President and CEO of American Humane

Robin Ganzert is the president and CEO of American Humane, the country's oldest national humane organization. American Humane works to protect animals and children from abuse and harm. Ganzert is the author of the book Animal Stars: Behind the Scenes with Your Favorite Animal Actors (2014). In February 2017, Ganzert was elected to the Forbes Nonprofit Council for Chief Executive Officers.
==Education and career==
Ganzert received her B.S. and M.B.A. from Wake Forest University, and her Ph.D. from the University of North Carolina at Greensboro.

Before working at American Humane, Ganzert served as deputy director of philanthropic services at the Pew Charitable Trusts, and she also was a national director of philanthropic strategies with Wachovia.

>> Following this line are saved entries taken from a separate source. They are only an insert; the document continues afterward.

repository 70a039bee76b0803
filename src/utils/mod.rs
pub(crate) mod net;
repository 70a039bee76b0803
//! Typed client for the registry service.

mod client;

pub use client::{ClientTlsOptions, IrisClient};
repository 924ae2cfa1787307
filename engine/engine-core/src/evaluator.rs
//! Position evaluator contract.
//!
//! An evaluator scores a state as the probability, in `[0, 1]`, that the
//! state's acting player goes on to win. It is a pure function of the state.
//! Hand-written heuristics, rollouts or learned models can all sit behind it.

use crate::state::{GameState, PlayerId};

/// Trait for position evaluators.
pub trait Evaluator<S>: Send + Sync {
    /// Win probability for `state.acting_player()`, in `[0, 1]`.
    fn evaluate(&self, state: &S) -> f64;
}

impl<S, F> Evaluator<S> for F
where
    F: Fn(&S) -> f64 + Send + Sync,
{
    fn evaluate(&self, state: &S) -> f64 {
        self(state)
    }
}

/// Evaluator that returns the same value for every state.
/// Useful for exercising search mechanics without a real heuristic.
#[derive(Debug, Clone, Copy)]
pub struct ConstantEvaluator(pub f64);

impl Default for ConstantEvaluator {
    fn default() -> Self {
        Self(0.5)
    }
}

impl<S> Evaluator<S> for ConstantEvaluator {
    fn evaluate(&self, _state: &S) -> f64 {
        self.0
    }
}

/// Evaluate `state` from `perspective`'s point of view.
///
/// Two-player convention: if someone other than `perspective` is to act,
/// the evaluator's value `v` is reported as `1 - v`.
pub fn value_for<S, E>(evaluator: &E, state: &S, perspective: PlayerId) -> f64
where
    S: GameState,
    E: Evaluator<S> + ?Sized,
{
    let value = evaluator.evaluate(state).clamp(0.0, 1.0);
    if state.acting_player() == perspective {
        value
    } else {
        1.0 - value
    }
}

#[cfg(test)]
mod tests {
    use super::*;
    use crate::test_utils::Countdown;

    #[test]
    fn test_closure_is_evaluator() {
        let eval = |s: &Countdown| s.remaining as f64 / 100.0;
        assert!((eval.evaluate(&Countdown::new(25)) - 0.25).abs() < 1e-12);
    }

    #[test]
    fn test_value_for_inverts_for_opponent() {
        let eval = ConstantEvaluator(0.8);
        let mut state = Countdown::new(5);

        assert!((value_for(&eval, &state, 0) - 0.8).abs() < 1e-12);

        state.to_move = 1;
        assert!((value_for(&eval, &state, 0) - 0.2).abs() < 1e-12);
        assert!((value_for(&eval, &state, 1) - 0.8).abs() < 1e-12);
    }

    #[test]
    fn test_value_for_clamps_out_of_range() {
        let state = Countdown::new(5);
        assert!((value_for(&ConstantEvaluator(1.7), &state, 0) - 1.0).abs() < 1e-12);
        assert!(value_for(&ConstantEvaluator(-0.3), &state, 0).abs() < 1e-12);
    }
}
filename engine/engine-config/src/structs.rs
//! Configuration struct definitions.
//!
//! All config structs with serde deserialization support and default values.

use crate::defaults;
use serde::Deserialize;

// ============================================================================
// Serde default functions (required for #[serde(default = "...")])
// These call the accessor functions from defaults module
// ============================================================================

fn d_log_level() -> String {
    defaults::log_level().into()
}
fn d_seed() -> u64 {
    defaults::seed()
}
fn d_opening_factor() -> f64 {
    defaults::opening_factor()
}
fn d_estimate_playouts() -> u32 {
    defaults::estimate_playouts()
}
fn d_max_fraction_divisor() -> u32 {
    defaults::max_fraction_divisor()
}
fn d_check_interval() -> u32 {
    defaults::check_interval()
}
fn d_default_move_time_ms() -> u64 {
    defaults::default_move_time_ms()
}
fn d_simulations_per_action() -> u32 {
    defaults::simulations_per_action()
}
fn d_flat_mc_rollout_depth() -> u32 {
    defaults::flat_mc_rollout_depth()
}
fn d_flat_mc_move_time_ms() -> u64 {
    defaults::flat_mc_move_time_ms()
}
fn d_max_depth() -> u32 {
    defaults::max_depth()
}
fn d_alphabeta_chance_samples() -> u32 {
    defaults::alphabeta_chance_samples()
}
fn d_use_tt() -> bool {
    defaults::use_transposition_table()
}
fn d_tt_capacity() -> usize {
    defaults::tt_capacity()
}
fn d_mcts_iterations() -> u32 {
    defaults::mcts_iterations()
}
fn d_exploration() -> f64 {
    defaults::exploration()
}
fn d_mcts_chance_samples() -> u32 {
    defaults::mcts_chance_samples()
}
fn d_mcts_rollout_depth() -> u32 {
    defaults::mcts_rollout_depth()
}
fn d_backup() -> String {
    defaults::backup().into()
}
fn d_games() -> u32 {
    defaults::games()
}
fn d_game_time_ms() -> u64 {
    defaults::game_time_ms()
}
fn d_workers() -> usize {
    defaults::workers()
}
fn d_player_one() -> String {
    defaults::player_one().into()
}
fn d_player_two() -> String {
    defaults::player_two().into()
}

// ============================================================================
// Configuration Structs
// ============================================================================

/// Root configuration structure matching config.toml
#[derive(Debug, Deserialize, Default, Clone)]
pub struct CentralConfig {
    #[serde(default)]
    pub common: CommonConfig,
    #[serde(default)]
    pub time: TimeConfig,
    #[serde(default)]
    pub flat_mc: FlatMcConfig,
    #[serde(default)]
    pub alphabeta: AlphaBetaConfig,
    #[serde(default)]
    pub mcts: MctsConfig,
    #[serde(default)]
    pub arena: ArenaConfig,
}

/// Common configuration shared by all components
#[derive(Debug, Deserialize, Clone)]
#[serde(default)]
pub struct CommonConfig {
    #[serde(default = "d_log_level")]
    pub log_level: String,
    /// Engine RNG seed. 0 = seed from OS entropy.
    #[serde(default = "d_seed")]
    pub seed: u64,
}

impl Default for CommonConfig {
    fn default() -> Self {
        Self {
            log_level: defaults::log_level().into(),
            seed: defaults::seed(),
        }
    }
}

impl CommonConfig {
    /// The configured seed, or `None` when entropy seeding was requested.
    pub fn fixed_seed(&self) -> Option<u64> {
        (self.seed != 0).then_some(self.seed)
    }
}

/// Move time allocation shared by alpha-beta and MCTS
#[derive(Debug, Deserialize, Clone)]
#[serde(default)]
pub struct TimeConfig {
    #[serde(default = "d_opening_factor")]
    pub opening_factor: f64,
    #[serde(default = "d_estimate_playouts")]
    pub estimate_playouts: u32,
    #[serde(default = "d_max_fraction_divisor")]
    pub max_fraction_divisor: u32,
    #[serde(default = "d_check_interval")]
    pub check_interval: u32,
    #[serde(default = "d_default_move_time_ms")]
    pub default_move_time_ms: u64,
}

impl Default for TimeConfig {
    fn default() -> Self {
        Self {
            opening_factor: defaults::opening_factor(),
            estimate_playouts: defaults::estimate_playouts(),
            max_fraction_divisor: defaults::max_fraction_divisor(),
            check_interval: defaults::check_interval(),
            default_move_time_ms: defaults::default_move_time_ms(),
        }
    }
}

/// Flat Monte Carlo configuration
#[derive(Debug, Deserialize, Clone)]
#[serde(default)]
pub struct FlatMcConfig {
    #[serde(default = "d_simulations_per_action")]
    pub simulations_per_action: u32,
    #[serde(default = "d_flat_mc_rollout_depth")]
    pub rollout_depth: u32,
    /// Per-move limit in milliseconds. 0 = no limit beyond the clock cap.
    #[serde(default = "d_flat_mc_move_time_ms")]
    pub move_time_ms: u64,
}

impl Default for FlatMcConfig {
    fn default() -> Self {
        Self {
            simulations_per_action: defaults::simulations_per_action(),
            rollout_depth: defaults::flat_mc_rollout_depth(),
            move_time_ms: defaults::flat_mc_move_time_ms(),
        }
    }
}

/// Alpha-beta configuration
#[derive(Debug, Deserialize, Clone)]
#[serde(default)]
pub struct AlphaBetaConfig {
    #[serde(default = "d_max_depth")]
    pub max_depth: u32,
    #[serde(default = "d_alphabeta_chance_samples")]
    pub chance_samples: u32,
    #[serde(default = "d_use_tt")]
    pub use_transposition_table: bool,
    #[serde(default = "d_tt_capacity")]
    pub tt_capacity: usize,
}

impl Default for AlphaBetaConfig {
    fn default() -> Self {
        Self {
            max_depth: defaults::max_depth(),
            chance_samples: defaults::alphabeta_chance_samples(),
            use_transposition_table: defaults::use_transposition_table(),
            tt_capacity: defaults::tt_capacity(),
        }
    }
}

/// MCTS (Monte Carlo Tree Search) configuration
#[derive(Debug, Deserialize, Clone)]
#[serde(default)]
pub struct MctsConfig {
    /// Iterations per move. 0 = until the time budget is spent.
    #[serde(default = "d_mcts_iterations")]
    pub iterations: u32,
    #[serde(default = "d_exploration")]
    pub exploration: f64,
    #[serde(default = "d_mcts_chance_samples")]
    pub chance_samples: u32,
    #[serde(default = "d_mcts_rollout_depth")]
    pub rollout_depth: u32,
    /// "raw" or "acting_player"
    #[serde(default = "d_backup")]
    pub backup: String,
}

impl Default for MctsConfig {
    fn default() -> Self {
        Self {
            iterations: defaults::mcts_iterations(),
            exploration: defaults::exploration(),
            chance_samples: defaults::mcts_chance_samples(),
            rollout_depth: defaults::mcts_rollout_depth(),
            backup: defaults::backup().into(),
        }
    }
}

/// Arena (engine vs engine matches) configuration
#[derive(Debug, Deserialize, Clone)]
#[serde(default)]
pub struct ArenaConfig {
    #[serde(default = "d_games")]
    pub games: u32,
    /// Total game time in milliseconds, split evenly between the players.
    #[serde(default = "d_game_time_ms")]
    pub game_time_ms: u64,
    #[serde(default = "d_workers")]
    pub workers: usize,
    #[serde(default = "d_player_one")]
    pub player_one: String,
    #[serde(default = "d_player_two")]
    pub player_two: String,
}

impl Default for ArenaConfig {
    fn default() -> Self {
        Self {
            games: defaults::games(),
            game_time_ms: defaults::game_time_ms(),
            workers: defaults::workers(),
            player_one: defaults::player_one().into(),
            player_two: defaults::player_two().into(),
        }
    }
}
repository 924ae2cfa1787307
//! Simplified two-player Saint Petersburg.
//!
//! Players collect workers (rubles), buildings (points) and aristocrats
//! (both) from two shared card rows. A round has a worker, building and
//! aristocrat phase; each phase ends once both players pass in a row and is
//! scored from the cards each player owns. The game ends after the round in
//! which any deck runs out.
//!
//! Randomness enters through card draws only: refilling the upper row at
//! the end of a phase and observing a deck with an Observatory. Actions that
//! draw report [`is_chance`](engine_core::GameAction::is_chance).
//!
//! Trading cards and most card abilities are not modelled.
//!
//! # Usage
//!
//! ```rust
//! use engine_core::{GameAction, GameState};
//! use games_petersburg::PetersburgState;
//!
//! let mut state = PetersburgState::seeded(7);
//! let actions = state.legal_actions();
//! actions[0].apply_seeded(&mut state, 1);
//! ```

pub mod action;
pub mod cards;
pub mod evaluator;
pub mod state;
pub mod zobrist;

pub use action::{CardSource, PetersburgAction};
pub use cards::{Card, CardSpec, Deck, CARDS, NUM_CARDS};
pub use evaluator::PetersburgEvaluator;
pub use state::{PetersburgState, Phase, PlayerBoard, NUM_PLAYERS, STARTING_RUBLES};
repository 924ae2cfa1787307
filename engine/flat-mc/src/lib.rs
//! Flat Monte Carlo move selection.
//!
//! Every legal root action gets the same number of short random playouts;
//! the action with the best mean evaluation is played. There is no tree and
//! no state is shared between simulations, so each one starts from a fresh
//! clone of the root with the action (chance actions included) re-applied.

pub mod config;
pub mod search;

pub use config::FlatMcConfig;
pub use search::{FlatMcResult, FlatMonteCarlo};
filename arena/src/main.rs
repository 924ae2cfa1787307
//! Arena - head-to-head matches between the search engines
//!
//! Plays a batch of Saint Petersburg games between two configured players:
//! 1. Reads defaults from config.toml and `CARDSEARCH_*` overrides
//! 2. Runs games in parallel on the blocking pool, alternating seats
//! 3. Logs wins, draws, mean points and mean game length

use std::sync::atomic::{AtomicBool, Ordering};
use std::sync::Arc;

use anyhow::Result;
use clap::Parser;
use tokio::signal;
use tracing::{error, info};

mod config;
mod match_runner;
mod players;
mod stats;

use crate::config::{Config, CENTRAL_CONFIG};
use crate::players::EngineSettings;

fn init_tracing(level: &str) -> Result<()> {
    use tracing_subscriber::{fmt, prelude::*, EnvFilter};

    let filter = EnvFilter::try_from_default_env().unwrap_or_else(|_| EnvFilter::new(level));

    tracing_subscriber::registry()
        .with(fmt::layer())
        .with(filter)
        .init();

    Ok(())
}

#[tokio::main]
async fn main() -> Result<()> {
    let config = Config::parse();
    config.validate()?;

    init_tracing(&config.log_level)?;
    info!(log_level = %config.log_level, "Tracing initialized");

    let settings = Arc::new(EngineSettings::from_central(&CENTRAL_CONFIG)?);

    // Stop starting new games on ctrl+c; games in progress finish
    let shutdown = Arc::new(AtomicBool::new(false));
    let shutdown_flag = Arc::clone(&shutdown);
    let shutdown_handle = tokio::spawn(async move {
        if signal::ctrl_c().await.is_ok() {
            info!("Shutdown signal received, finishing running games...");
            shutdown_flag.store(true, Ordering::Relaxed);
        }
    });

    let result = match_runner::run_match(&config, settings, shutdown).await;
    shutdown_handle.abort();

    match result {
        Ok(stats) => {
            stats.log_summary();
            Ok(())
        }
        Err(e) => {
            error!("Arena failed: {}", e);
            Err(e)
        }
    }
}
//! Flat Monte Carlo search.

use std::time::{Duration, Instant};

use engine_core::{
    random_rollout, value_for, Deadline, Evaluator, GameAction, GameState, MoveSelector,
    SearchError, TimeManager,
};
use rand::{Rng, SeedableRng};
use rand_chacha::ChaCha20Rng;
use tracing::{debug, trace};

use crate::config::FlatMcConfig;

/// Result of a flat Monte Carlo search.
#[derive(Debug, Clone)]
pub struct FlatMcResult {
    /// Index of the chosen action in `legal_actions()`.
    pub action: usize,

    /// Mean value per root action, from the root player's perspective.
    /// `None` for actions that received no simulation.
    pub mean_values: Vec<Option<f64>>,

    /// Completed simulations per root action.
    pub simulations: Vec<u32>,

    /// True if the budget ran out before any simulation finished and the
    /// action was picked at random.
    pub fallback: bool,

    pub elapsed: Duration,
}

impl FlatMcResult {
    pub fn total_simulations(&self) -> u32 {
        self.simulations.iter().sum()
    }
}

/// Flat Monte Carlo move selector.
pub struct FlatMonteCarlo<E> {
    config: FlatMcConfig,
    evaluator: E,
    time: TimeManager,
    rng: ChaCha20Rng,
}

impl<E> FlatMonteCarlo<E> {
    pub fn new(config: FlatMcConfig, evaluator: E) -> Self {
        let time = TimeManager::new(config.time.clone());
        Self {
            config,
            evaluator,
            time,
            rng: ChaCha20Rng::from_entropy(),
        }
    }

    /// Use a deterministic generator for playouts and chance outcomes.
    pub fn with_seed(mut self, seed: u64) -> Self {
        self.rng = ChaCha20Rng::seed_from_u64(seed);
        self
    }

    pub fn config(&self) -> &FlatMcConfig {
        &self.config
    }

    fn deadline(&self, time_remaining: Option<Duration>) -> Option<Deadline> {
        let cap = time_remaining.map(|r| self.time.hard_cap(r));
        let budget = match (self.config.move_time, cap) {
            (Some(a), Some(b)) => Some(a.min(b)),
            (a, b) => a.or(b),
        };
        budget.map(Deadline::new)
    }

    /// Run the search from `state`.
    pub fn search<S>(
        &mut self,
        state: &S,
        time_remaining: Option<Duration>,
    ) -> Result<FlatMcResult, SearchError>
    where
        S: GameState,
        E: Evaluator<S>,
    {
        let start = Instant::now();
        let actions = state.legal_actions();
        if actions.is_empty() {
            return Err(SearchError::NoLegalActions);
        }

        let n = actions.len();
        if n == 1 {
            return Ok(FlatMcResult {
                action: 0,
                mean_values: vec![None],
                simulations: vec![0],
                fallback: false,
                elapsed: start.elapsed(),
            });
        }

        let root_player = state.acting_player();
        let deadline = self.deadline(time_remaining);
        let mut totals = vec![0.0f64; n];
        let mut counts = vec![0u32; n];

        // Round-robin so a deadline leaves every action with similar counts.
        'rounds: for _ in 0..self.config.simulations_per_action {
            for (i, action) in actions.iter().enumerate() {
                if deadline.is_some_and(|d| d.expired()) {
                    break 'rounds;
                }
                let mut sim = state.clone();
                action.apply(&mut sim, &mut self.rng);
                random_rollout(&mut sim, Some(self.config.rollout_depth), &mut self.rng)?;
                totals[i] += value_for(&self.evaluator, &sim, root_player);
                counts[i] += 1;
            }
        }

        let mean_values: Vec<Option<f64>> = totals
            .iter()
            .zip(&counts)
            .map(|(&total, &count)| (count > 0).then(|| total / count as f64))
            .collect();

        let mut best: Option<(usize, f64)> = None;
        for (i, mean) in mean_values.iter().enumerate() {
            if let Some(mean) = *mean {
                trace!(action = i, mean, simulations = counts[i], "Root action");
                if best.map_or(true, |(_, b)| mean > b) {
                    best = Some((i, mean));
                }
            }
        }

        let (action, fallback) = match best {
            Some((i, _)) => (i, false),
            None => {
                debug!("Budget exhausted before any simulation, picking randomly");
                (self.rng.gen_range(0..n), true)
            }
        };

        let result = FlatMcResult {
            action,
            mean_values,
            simulations: counts,
            fallback,
            elapsed: start.elapsed(),
        };
        debug!(
            action = result.action,
            value = result.mean_values[action].unwrap_or(f64::NAN),
            simulations = result.total_simulations(),
            elapsed_ms = result.elapsed.as_millis() as u64,
            "Flat MC search complete"
        );
        Ok(result)
    }
}

impl<S, E> MoveSelector<S> for FlatMonteCarlo<E>
where
    S: GameState,
    E: Evaluator<S>,
{
    fn name(&self) -> &str {
        "flat-mc"
    }

    fn select_action(
        &mut self,
        state: &S,
        time_remaining: Option<Duration>,
    ) -> Result<usize, SearchError> {
        self.search(state, time_remaining).map(|r| r.action)
    }
}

As CEO of American Humane, Ganzert works to increase global awareness about the organization, improve its efficiency, and boost the effectiveness of its programs. She also conducts numerous interviews and makes frequent public appearances on behalf of the organization. When Ganzert took over as CEO in 2010, American Humane had operated at a substantial deficit each of the previous four years. By consolidating American Humane's 40 programs into five platforms — American Humane Conservation, American Humane Farm Program, American Humane Hollywood, American Humane Rescue, and the Lois Pope LIFE Center for Military Affairs — the organization now operates with annual surpluses. During her tenure as CEO, American Humane has quadrupled the number of children and animals under its protection.

In 2015, Ganzert successfully spearheaded the effort to change U.S. law, ensuring the return of retired military working dogs to American soil after their service overseas and reunion with their handlers. The following year, she launched the world's first certification program dedicated solely to the welfare of animals in zoos and aquariums.

Robin Ganzert is the author of the book Animal Stars: Behind the Scenes with Your Favorite Animal Actors (2014), which discusses the animals and trainers featured in popular movies and TV shows.
== Awards ==
Ganzert is a recipient of the Brava Award for top female CEOs in Washington, D.C. She was also named the Rare Life Leadership Award winner for her work in the humane field.

==Position on animal welfare==
Ganzert is a proponent of the Five Freedoms test to determine the state of an animal's welfare. The Five Freedoms stipulate that animals should be free from pain, free from fear, free from discomfort, free from hunger, and free to express natural behaviors.

She has stated that American Humane's intent is "to have food supply animals treated as humanely as possible, at the same time our goal is to work with agriculture, educate them as to the best standards of humane animal welfare — and not put them out of business."

Ganzert advocates for the federal reimbursement of military veterans who use service dogs to treat symptoms of PTSD.